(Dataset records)
//! Room settings applied once after joining

use crate::types::{TeamMode, WinCondition};
use serde::{Deserialize, Serialize};

/// Settings pushed to the room at startup
#[derive(Debug, Clone, PartialEq, Serialize, Deserialize)]
#[serde(default)]
pub struct LobbySettings {
    /// Base lobby name
    pub name: String,
    pub team_mode: TeamMode,
    pub win_condition: WinCondition,
    /// Number of open player slots
    pub slots: u8,
    /// Mods applied to the room
    pub mods: String,
    /// Let players pick their own mods
    pub freemod: bool,
}

impl Default for LobbySettings {
    fn default() -> Self {
        Self {
            name: "osu-autohost-bot".to_string(),
            team_mode: TeamMode::HeadToHead,
            win_condition: WinCondition::Score,
            slots: 8,
            mods: "Freemod".to_string(),
            freemod: true,
        }
    }
}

* Exercise *
Down to the last character, restate every record.

* Expected output *
//! Room settings applied once after joining

use crate::types::{TeamMode, WinCondition};
use serde::{Deserialize, Serialize};

/// Settings pushed to the room at startup
#[derive(Debug, Clone, PartialEq, Serialize, Deserialize)]
#[serde(default)]
pub struct LobbySettings {
    /// Base lobby name
    pub name: String,
    pub team_mode: TeamMode,
    pub win_condition: WinCondition,
    /// Number of open player slots
    pub slots: u8,
    /// Mods applied to the room
    pub mods: String,
    /// Let players pick their own mods
    pub freemod: bool,
}

impl Default for LobbySettings {
    fn default() -> Self {
        Self {
            name: "osu-autohost-bot".to_string(),
            team_mode: TeamMode::HeadToHead,
            win_condition: WinCondition::Score,
            slots: 8,
            mods: "Freemod".to_string(),
            freemod: true,
        }
    }
}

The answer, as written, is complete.